In the entries that follow, find each line with the word "usize" and copy it.

◇ ◇ ◇ ◇ ◇ ◇ ◇

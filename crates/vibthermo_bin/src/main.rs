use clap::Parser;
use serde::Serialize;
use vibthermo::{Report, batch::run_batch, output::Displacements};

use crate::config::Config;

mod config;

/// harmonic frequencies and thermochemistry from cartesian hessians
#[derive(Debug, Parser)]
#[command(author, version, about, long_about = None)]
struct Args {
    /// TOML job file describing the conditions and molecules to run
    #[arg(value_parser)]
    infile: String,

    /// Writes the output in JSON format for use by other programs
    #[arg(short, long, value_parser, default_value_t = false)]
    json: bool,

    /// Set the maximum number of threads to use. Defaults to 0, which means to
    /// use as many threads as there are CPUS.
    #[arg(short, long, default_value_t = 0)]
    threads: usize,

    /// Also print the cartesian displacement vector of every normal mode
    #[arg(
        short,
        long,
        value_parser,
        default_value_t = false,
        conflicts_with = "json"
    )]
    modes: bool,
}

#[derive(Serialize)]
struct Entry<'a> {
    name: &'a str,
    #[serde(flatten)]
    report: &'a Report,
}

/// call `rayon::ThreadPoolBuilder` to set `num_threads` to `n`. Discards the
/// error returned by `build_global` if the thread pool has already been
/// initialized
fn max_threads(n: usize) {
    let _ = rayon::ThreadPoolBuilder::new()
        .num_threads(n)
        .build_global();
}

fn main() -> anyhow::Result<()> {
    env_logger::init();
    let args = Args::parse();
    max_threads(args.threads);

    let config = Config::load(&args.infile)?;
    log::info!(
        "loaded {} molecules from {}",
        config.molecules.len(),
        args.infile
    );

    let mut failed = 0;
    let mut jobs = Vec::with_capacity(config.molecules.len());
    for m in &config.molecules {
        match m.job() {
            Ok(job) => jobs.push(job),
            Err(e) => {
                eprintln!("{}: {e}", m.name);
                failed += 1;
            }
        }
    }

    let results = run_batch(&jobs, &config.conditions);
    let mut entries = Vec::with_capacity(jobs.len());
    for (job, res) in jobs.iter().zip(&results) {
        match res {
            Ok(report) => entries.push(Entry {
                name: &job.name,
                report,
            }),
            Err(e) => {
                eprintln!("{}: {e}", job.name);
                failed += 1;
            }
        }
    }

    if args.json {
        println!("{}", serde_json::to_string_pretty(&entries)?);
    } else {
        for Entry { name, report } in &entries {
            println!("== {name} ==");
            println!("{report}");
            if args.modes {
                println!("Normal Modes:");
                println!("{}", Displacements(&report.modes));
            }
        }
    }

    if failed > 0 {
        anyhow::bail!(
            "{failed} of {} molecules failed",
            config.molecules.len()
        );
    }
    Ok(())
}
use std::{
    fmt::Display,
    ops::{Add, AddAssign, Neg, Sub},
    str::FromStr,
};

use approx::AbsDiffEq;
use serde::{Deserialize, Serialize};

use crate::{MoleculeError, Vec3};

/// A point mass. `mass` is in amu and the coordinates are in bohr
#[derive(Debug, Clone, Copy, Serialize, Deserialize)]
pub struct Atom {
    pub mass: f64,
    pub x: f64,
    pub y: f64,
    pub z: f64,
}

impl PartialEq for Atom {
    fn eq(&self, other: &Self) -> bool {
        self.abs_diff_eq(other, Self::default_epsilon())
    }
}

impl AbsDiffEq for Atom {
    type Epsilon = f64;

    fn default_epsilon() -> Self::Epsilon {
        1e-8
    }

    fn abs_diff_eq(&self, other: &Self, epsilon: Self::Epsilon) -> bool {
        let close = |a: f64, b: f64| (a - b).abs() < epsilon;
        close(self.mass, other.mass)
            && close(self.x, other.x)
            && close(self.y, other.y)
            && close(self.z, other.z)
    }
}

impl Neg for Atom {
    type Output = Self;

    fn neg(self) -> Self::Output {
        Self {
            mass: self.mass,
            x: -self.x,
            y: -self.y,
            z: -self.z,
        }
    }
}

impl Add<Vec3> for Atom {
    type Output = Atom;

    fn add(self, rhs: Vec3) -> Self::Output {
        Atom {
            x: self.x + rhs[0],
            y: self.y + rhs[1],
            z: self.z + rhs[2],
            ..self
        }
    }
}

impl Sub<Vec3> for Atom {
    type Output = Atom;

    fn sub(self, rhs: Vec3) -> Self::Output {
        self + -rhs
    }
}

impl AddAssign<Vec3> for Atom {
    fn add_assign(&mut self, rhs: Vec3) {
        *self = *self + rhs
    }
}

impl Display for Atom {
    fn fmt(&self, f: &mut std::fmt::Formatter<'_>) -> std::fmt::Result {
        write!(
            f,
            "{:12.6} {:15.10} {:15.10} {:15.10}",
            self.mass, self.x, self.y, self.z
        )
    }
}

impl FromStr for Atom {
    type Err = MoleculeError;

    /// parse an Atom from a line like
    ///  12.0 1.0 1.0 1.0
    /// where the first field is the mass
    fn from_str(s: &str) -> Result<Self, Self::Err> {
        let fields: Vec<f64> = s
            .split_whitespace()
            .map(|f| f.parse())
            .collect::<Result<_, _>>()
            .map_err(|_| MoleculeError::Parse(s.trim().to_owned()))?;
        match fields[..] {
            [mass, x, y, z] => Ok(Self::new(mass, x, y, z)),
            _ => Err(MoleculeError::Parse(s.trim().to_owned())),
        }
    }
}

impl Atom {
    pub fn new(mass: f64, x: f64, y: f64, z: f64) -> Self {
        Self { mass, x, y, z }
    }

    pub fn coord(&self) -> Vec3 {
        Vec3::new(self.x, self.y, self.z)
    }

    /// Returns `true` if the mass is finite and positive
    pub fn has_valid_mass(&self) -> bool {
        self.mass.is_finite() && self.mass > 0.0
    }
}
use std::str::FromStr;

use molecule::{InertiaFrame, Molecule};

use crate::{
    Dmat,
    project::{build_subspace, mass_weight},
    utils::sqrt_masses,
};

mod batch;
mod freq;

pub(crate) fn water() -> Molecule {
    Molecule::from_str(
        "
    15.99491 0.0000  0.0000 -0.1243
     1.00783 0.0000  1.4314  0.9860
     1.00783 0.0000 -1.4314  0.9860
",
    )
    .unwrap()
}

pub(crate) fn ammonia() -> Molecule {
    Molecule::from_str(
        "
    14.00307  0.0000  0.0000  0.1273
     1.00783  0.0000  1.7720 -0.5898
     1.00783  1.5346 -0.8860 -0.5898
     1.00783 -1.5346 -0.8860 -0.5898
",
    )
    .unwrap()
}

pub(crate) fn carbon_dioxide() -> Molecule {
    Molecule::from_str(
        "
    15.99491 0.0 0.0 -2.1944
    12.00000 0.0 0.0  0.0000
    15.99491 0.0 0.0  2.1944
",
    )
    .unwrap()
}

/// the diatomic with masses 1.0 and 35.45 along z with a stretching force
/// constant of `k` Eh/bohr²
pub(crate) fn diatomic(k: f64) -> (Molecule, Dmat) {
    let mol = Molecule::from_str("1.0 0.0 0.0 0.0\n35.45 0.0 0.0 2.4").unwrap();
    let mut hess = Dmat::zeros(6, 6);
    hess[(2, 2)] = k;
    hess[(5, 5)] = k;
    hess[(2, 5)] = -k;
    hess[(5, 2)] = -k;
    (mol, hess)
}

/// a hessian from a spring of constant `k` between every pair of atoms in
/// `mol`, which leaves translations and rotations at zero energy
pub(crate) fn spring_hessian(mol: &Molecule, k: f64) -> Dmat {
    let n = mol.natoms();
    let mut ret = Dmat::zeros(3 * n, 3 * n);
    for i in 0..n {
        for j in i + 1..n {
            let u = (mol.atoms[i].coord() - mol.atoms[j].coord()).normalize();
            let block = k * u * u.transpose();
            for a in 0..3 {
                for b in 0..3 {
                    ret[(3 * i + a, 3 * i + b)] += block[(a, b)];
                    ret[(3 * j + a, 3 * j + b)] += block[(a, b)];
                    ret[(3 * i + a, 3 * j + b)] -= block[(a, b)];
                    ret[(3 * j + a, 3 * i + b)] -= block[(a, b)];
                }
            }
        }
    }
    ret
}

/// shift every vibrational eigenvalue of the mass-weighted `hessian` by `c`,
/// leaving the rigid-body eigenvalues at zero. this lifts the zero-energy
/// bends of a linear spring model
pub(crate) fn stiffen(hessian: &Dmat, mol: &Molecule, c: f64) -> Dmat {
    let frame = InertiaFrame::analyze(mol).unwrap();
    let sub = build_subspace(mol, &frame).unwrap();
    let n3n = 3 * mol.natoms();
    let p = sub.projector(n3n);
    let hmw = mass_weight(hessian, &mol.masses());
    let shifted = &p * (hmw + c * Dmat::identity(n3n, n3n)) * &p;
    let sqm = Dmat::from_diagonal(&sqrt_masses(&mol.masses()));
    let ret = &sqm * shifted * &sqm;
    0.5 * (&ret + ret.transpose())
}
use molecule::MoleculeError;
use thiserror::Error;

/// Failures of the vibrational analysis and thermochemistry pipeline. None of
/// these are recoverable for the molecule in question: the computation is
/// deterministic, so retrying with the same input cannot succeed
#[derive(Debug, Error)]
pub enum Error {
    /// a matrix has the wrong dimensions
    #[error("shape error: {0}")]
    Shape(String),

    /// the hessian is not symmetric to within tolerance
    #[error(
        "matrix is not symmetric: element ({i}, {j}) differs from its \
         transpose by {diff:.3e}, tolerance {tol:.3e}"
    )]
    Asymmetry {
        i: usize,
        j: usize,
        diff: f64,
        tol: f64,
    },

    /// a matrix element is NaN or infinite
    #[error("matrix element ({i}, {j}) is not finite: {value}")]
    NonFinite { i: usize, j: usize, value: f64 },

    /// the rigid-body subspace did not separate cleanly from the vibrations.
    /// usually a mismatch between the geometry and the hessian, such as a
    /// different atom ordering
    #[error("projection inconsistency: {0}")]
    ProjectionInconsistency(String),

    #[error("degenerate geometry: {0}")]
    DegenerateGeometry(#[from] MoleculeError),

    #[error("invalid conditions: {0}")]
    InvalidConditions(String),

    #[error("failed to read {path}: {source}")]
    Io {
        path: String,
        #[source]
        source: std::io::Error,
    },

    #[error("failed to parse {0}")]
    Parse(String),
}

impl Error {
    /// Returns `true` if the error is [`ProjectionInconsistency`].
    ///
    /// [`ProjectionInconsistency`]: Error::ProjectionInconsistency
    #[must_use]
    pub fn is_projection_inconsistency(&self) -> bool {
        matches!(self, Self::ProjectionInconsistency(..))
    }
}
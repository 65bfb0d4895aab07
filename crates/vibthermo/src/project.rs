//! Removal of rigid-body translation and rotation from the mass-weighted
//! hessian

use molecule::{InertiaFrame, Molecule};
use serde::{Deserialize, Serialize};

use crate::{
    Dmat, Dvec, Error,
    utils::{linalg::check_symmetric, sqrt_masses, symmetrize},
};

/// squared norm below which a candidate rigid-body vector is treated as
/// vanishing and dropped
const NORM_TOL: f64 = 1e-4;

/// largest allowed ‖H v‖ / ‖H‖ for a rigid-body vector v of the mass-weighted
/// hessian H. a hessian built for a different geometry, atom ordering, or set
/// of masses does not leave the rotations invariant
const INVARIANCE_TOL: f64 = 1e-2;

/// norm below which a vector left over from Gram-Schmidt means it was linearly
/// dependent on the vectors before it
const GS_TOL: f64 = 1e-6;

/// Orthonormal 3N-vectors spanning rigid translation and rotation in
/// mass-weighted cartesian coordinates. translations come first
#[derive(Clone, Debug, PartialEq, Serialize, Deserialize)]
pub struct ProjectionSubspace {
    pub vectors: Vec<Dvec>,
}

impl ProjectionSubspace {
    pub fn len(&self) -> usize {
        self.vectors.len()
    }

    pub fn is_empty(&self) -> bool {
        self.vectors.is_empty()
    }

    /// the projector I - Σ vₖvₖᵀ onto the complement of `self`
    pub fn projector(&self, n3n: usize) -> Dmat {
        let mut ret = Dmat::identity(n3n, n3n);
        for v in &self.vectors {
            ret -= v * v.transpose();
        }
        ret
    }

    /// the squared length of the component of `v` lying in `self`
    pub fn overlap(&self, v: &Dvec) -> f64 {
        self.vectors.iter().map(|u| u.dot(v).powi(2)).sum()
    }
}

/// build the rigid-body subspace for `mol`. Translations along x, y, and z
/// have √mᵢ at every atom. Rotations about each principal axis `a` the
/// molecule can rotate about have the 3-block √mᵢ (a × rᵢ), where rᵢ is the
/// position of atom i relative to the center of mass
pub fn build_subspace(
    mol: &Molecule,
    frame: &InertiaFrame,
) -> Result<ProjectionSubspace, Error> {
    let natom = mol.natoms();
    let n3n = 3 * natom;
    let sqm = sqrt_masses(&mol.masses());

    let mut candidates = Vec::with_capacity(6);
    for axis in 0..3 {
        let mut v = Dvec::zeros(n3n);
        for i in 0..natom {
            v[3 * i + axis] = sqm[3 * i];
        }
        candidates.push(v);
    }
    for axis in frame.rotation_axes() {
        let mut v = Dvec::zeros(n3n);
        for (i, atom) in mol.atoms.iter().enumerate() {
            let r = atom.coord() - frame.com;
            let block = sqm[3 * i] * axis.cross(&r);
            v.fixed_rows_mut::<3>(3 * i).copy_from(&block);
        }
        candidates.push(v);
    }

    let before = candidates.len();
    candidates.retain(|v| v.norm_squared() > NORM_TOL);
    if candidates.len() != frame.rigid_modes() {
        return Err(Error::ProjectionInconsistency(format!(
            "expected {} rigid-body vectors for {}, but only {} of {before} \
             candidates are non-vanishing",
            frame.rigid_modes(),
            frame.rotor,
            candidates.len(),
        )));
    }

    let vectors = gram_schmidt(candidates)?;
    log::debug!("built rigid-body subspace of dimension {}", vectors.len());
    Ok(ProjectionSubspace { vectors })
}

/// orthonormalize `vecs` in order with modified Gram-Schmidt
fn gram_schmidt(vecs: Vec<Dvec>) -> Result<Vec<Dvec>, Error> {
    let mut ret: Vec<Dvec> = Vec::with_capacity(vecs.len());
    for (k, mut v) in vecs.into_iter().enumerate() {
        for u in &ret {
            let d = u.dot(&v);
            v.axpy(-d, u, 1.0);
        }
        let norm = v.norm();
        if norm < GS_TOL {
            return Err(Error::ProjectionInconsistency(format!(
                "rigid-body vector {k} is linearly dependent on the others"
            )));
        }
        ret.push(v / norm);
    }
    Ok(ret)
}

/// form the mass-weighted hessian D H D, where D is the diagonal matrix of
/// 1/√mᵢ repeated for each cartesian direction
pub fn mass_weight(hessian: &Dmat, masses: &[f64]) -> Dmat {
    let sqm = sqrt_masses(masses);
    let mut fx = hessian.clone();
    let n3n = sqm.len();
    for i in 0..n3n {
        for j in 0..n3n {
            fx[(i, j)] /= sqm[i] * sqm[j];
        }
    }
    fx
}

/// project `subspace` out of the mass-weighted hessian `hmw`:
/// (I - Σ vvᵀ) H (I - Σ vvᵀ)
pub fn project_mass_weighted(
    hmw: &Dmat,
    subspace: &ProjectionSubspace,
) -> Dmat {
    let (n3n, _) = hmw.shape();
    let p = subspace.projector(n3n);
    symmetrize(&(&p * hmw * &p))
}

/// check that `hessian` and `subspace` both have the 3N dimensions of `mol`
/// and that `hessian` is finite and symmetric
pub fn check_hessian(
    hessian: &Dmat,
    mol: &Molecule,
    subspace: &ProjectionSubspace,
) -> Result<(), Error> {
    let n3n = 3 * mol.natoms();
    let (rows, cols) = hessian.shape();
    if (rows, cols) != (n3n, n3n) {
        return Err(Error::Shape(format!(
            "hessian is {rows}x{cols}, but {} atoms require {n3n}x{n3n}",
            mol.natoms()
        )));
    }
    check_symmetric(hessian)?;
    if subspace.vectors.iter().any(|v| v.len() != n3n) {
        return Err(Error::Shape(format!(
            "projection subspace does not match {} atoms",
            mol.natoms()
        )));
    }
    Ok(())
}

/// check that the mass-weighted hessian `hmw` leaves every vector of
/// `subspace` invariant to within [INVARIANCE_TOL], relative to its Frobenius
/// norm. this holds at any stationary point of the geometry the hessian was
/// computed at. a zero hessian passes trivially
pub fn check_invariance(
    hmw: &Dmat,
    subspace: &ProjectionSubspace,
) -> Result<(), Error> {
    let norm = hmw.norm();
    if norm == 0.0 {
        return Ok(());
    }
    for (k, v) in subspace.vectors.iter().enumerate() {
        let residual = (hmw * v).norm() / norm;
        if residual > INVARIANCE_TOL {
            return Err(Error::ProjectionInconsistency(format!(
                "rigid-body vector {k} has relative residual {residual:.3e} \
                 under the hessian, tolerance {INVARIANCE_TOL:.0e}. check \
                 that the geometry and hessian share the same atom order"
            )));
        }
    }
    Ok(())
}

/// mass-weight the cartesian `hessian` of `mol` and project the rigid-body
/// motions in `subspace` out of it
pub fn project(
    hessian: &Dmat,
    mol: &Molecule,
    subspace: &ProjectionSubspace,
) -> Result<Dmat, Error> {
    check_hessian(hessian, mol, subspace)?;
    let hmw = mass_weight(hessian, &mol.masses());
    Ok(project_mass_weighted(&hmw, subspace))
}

◇ ◇ ◇ ◇ ◇ ◇ ◇

## SOLVED PROBLEM
    threads: usize,
fn max_threads(n: usize) {
        i: usize,
        j: usize,
    NonFinite { i: usize, j: usize, value: f64 },
    pub fn len(&self) -> usize {
    pub fn projector(&self, n3n: usize) -> Dmat {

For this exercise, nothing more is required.